# [Task directions]
Scan the records below for the word "bool". Copy each line where it appears.

-------- Dataset extract

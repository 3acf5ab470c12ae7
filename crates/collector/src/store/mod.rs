mod config;
mod models;
mod sqlite;
mod postgres;
mod factory;

pub use config::{DatabaseConfig, DatabaseType};
pub use models::*;
pub use sqlite::SqliteStore;
pub use postgres::PostgresStore;
pub use factory::create_store;

use async_trait::async_trait;
use chrono::{DateTime, Utc};

/// Persistence for snapshots, inventory, budgets and alerts.
///
/// Each call is its own unit of work; a run is never wrapped in one
/// transaction.
#[async_trait]
pub trait Store: Send + Sync {
    // Initialize database schema
    async fn init(&self) -> crate::Result<()>;

    // Snapshot operations
    /// Inserts `snapshot` unless its natural key (window start, window end,
    /// group type, group key) is already stored. Returns whether a row was
    /// written; an existing row is never modified.
    async fn upsert_snapshot(&self, snapshot: &AllocationSnapshot) -> crate::Result<bool>;
    async fn find_snapshot(
        &self,
        window_start: DateTime<Utc>,
        window_end: DateTime<Utc>,
        group_type: GroupType,
        group_key: &str,
    ) -> crate::Result<Option<AllocationSnapshot>>;
    async fn list_snapshots(&self, start: DateTime<Utc>, end: DateTime<Utc>) -> crate::Result<Vec<AllocationSnapshot>>;

    // Inventory operations
    async fn append_inventory(&self, row: &WorkloadInventory) -> crate::Result<()>;
    async fn list_inventory(&self, snapshot_id: &str) -> crate::Result<Vec<WorkloadInventory>>;

    // Usage queries
    /// Sums snapshots of one group whose window lies entirely inside
    /// `[start, end]`.
    async fn query_usage(
        &self,
        group_type: GroupType,
        group_key: &str,
        start: DateTime<Utc>,
        end: DateTime<Utc>,
    ) -> crate::Result<Usage>;
    /// APP snapshots inside `[start, end]` linked to inventory matching
    /// `scope`, summed per app and ranked by total cost, highest first.
    async fn query_top_offenders(
        &self,
        scope: &OffenderScope,
        start: DateTime<Utc>,
        end: DateTime<Utc>,
        limit: i64,
    ) -> crate::Result<Vec<Offender>>;

    // Budget operations
    async fn save_budget(&self, budget: &Budget) -> crate::Result<()>;
    async fn list_enabled_budgets(&self) -> crate::Result<Vec<Budget>>;

    // Alert operations
    async fn append_alert(&self, alert: &Alert) -> crate::Result<()>;
    async fn list_alerts(&self, limit: i64) -> crate::Result<Vec<Alert>>;
}
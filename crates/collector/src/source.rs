use std::collections::{BTreeMap, BTreeSet};
use std::fmt::Debug;

use async_trait::async_trait;
use k8s_openapi::api::apps::v1::{DaemonSet, Deployment, StatefulSet};
use k8s_openapi::api::batch::v1::Job;
use k8s_openapi::api::core::v1::Secret;
use kube::{
    api::{Api, ListParams},
    Client, Resource, ResourceExt,
};
use serde::de::DeserializeOwned;
use tracing::{debug, info, warn};

use crate::{workload::Workload, Error, Result};

/// Where workload manifests and webhook secrets come from.
#[cfg_attr(test, mockall::automock)]
#[async_trait]
pub trait WorkloadSource: Send + Sync {
    /// Deployments, StatefulSets, DaemonSets and Jobs in the allowed namespaces.
    async fn list_workloads(&self) -> Result<Vec<Workload>>;

    /// Decoded data of the named secret, `None` if it does not exist.
    async fn get_secret(&self, name: &str) -> Result<Option<BTreeMap<String, String>>>;
}

/// Namespaces whose workloads are collected.
#[derive(Debug, Clone, PartialEq, Eq)]
pub struct NamespaceFilter {
    allowed: BTreeSet<String>,
}

impl NamespaceFilter {
    /// An empty allowlist restricts collection to `current_namespace`.
    pub fn new(allowlist: &[String], current_namespace: &str) -> Self {
        let allowed: BTreeSet<String> = allowlist
            .iter()
            .map(|ns| ns.trim())
            .filter(|ns| !ns.is_empty())
            .map(str::to_string)
            .collect();

        if allowed.is_empty() {
            Self {
                allowed: BTreeSet::from([current_namespace.to_string()]),
            }
        } else {
            Self { allowed }
        }
    }

    pub fn allows(&self, namespace: &str) -> bool {
        self.allowed.contains(namespace)
    }

    pub fn namespaces(&self) -> impl Iterator<Item = &str> {
        self.allowed.iter().map(String::as_str)
    }
}

pub struct KubeWorkloadSource {
    client: Client,
    filter: NamespaceFilter,
}

impl KubeWorkloadSource {
    pub fn new(client: Client, allowlist: &[String]) -> Self {
        let filter = NamespaceFilter::new(allowlist, client.default_namespace());
        info!(
            "Collecting workloads from namespaces: {}",
            filter.namespaces().collect::<Vec<_>>().join(",")
        );
        Self { client, filter }
    }

    pub async fn try_default(allowlist: &[String]) -> Result<Self> {
        let client = Client::try_default()
            .await
            .map_err(|e| Error::Kubernetes(e.to_string()))?;
        Ok(Self::new(client, allowlist))
    }

    async fn list_allowed<K>(&self) -> Result<Vec<K>>
    where
        K: Resource + Clone + DeserializeOwned + Debug,
        <K as Resource>::DynamicType: Default,
    {
        let api: Api<K> = Api::all(self.client.clone());
        let list = api
            .list(&ListParams::default())
            .await
            .map_err(|e| Error::Kubernetes(e.to_string()))?;

        Ok(list
            .items
            .into_iter()
            .filter(|item| item.namespace().map_or(false, |ns| self.filter.allows(&ns)))
            .collect())
    }
}

#[async_trait]
impl WorkloadSource for KubeWorkloadSource {
    async fn list_workloads(&self) -> Result<Vec<Workload>> {
        let mut workloads = Vec::new();
        workloads.extend(self.list_allowed::<Deployment>().await?.into_iter().map(Workload::Deployment));
        workloads.extend(self.list_allowed::<StatefulSet>().await?.into_iter().map(Workload::StatefulSet));
        workloads.extend(self.list_allowed::<DaemonSet>().await?.into_iter().map(Workload::DaemonSet));
        workloads.extend(self.list_allowed::<Job>().await?.into_iter().map(Workload::Job));

        debug!("Listed {} workloads", workloads.len());
        Ok(workloads)
    }

    async fn get_secret(&self, name: &str) -> Result<Option<BTreeMap<String, String>>> {
        let secrets: Api<Secret> = Api::default_namespaced(self.client.clone());
        let secret = secrets
            .get_opt(name)
            .await
            .map_err(|e| Error::Kubernetes(e.to_string()))?;

        Ok(secret.map(secret_values))
    }
}

// ByteString values arrive already base64-decoded. Non-UTF-8 entries are dropped.
fn secret_values(secret: Secret) -> BTreeMap<String, String> {
    let name = secret.name_any();
    secret
        .data
        .unwrap_or_default()
        .into_iter()
        .filter_map(|(key, value)| match String::from_utf8(value.0) {
            Ok(text) => Some((key, text)),
            Err(_) => {
                warn!("Secret {} key {} is not valid UTF-8", name, key);
                None
            }
        })
        .collect()
}

#[cfg(test)]
mod tests {
    use super::*;
    use k8s_openapi::apimachinery::pkg::apis::meta::v1::ObjectMeta;
    use k8s_openapi::ByteString;

    #[test]
    fn test_empty_allowlist_means_current_namespace() {
        let filter = NamespaceFilter::new(&[], "chargeback");
        assert!(filter.allows("chargeback"));
        assert!(!filter.allows("default"));

        let blank = NamespaceFilter::new(&[" ".to_string(), String::new()], "chargeback");
        assert_eq!(blank, filter);
    }

    #[test]
    fn test_allowlist_entries_are_trimmed() {
        let filter = NamespaceFilter::new(&[" payments ".to_string(), "auth".to_string()], "chargeback");
        assert!(filter.allows("payments"));
        assert!(filter.allows("auth"));
        assert!(!filter.allows("chargeback"));
        assert_eq!(filter.namespaces().collect::<Vec<_>>(), vec!["auth", "payments"]);
    }

    #[test]
    fn test_secret_values_skip_invalid_utf8() {
        let secret = Secret {
            metadata: ObjectMeta {
                name: Some("budget-hook".to_string()),
                ..Default::default()
            },
            data: Some(BTreeMap::from([
                ("webhook.url".to_string(), ByteString(b"http://hooks.local/alert".to_vec())),
                ("binary".to_string(), ByteString(vec![0xff, 0xfe])),
            ])),
            ..Default::default()
        };

        let values = secret_values(secret);
        assert_eq!(values.get("webhook.url").map(String::as_str), Some("http://hooks.local/alert"));
        assert!(!values.contains_key("binary"));
    }

    #[tokio::test]
    async fn test_mock_source() {
        let mut source = MockWorkloadSource::new();
        source.expect_get_secret().returning(|_| Ok(None));
        assert!(source.get_secret("missing").await.unwrap().is_none());
    }
}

----------------

# [Written answer]
    async fn upsert_snapshot(&self, snapshot: &AllocationSnapshot) -> crate::Result<bool>;
    pub fn allows(&self, namespace: &str) -> bool {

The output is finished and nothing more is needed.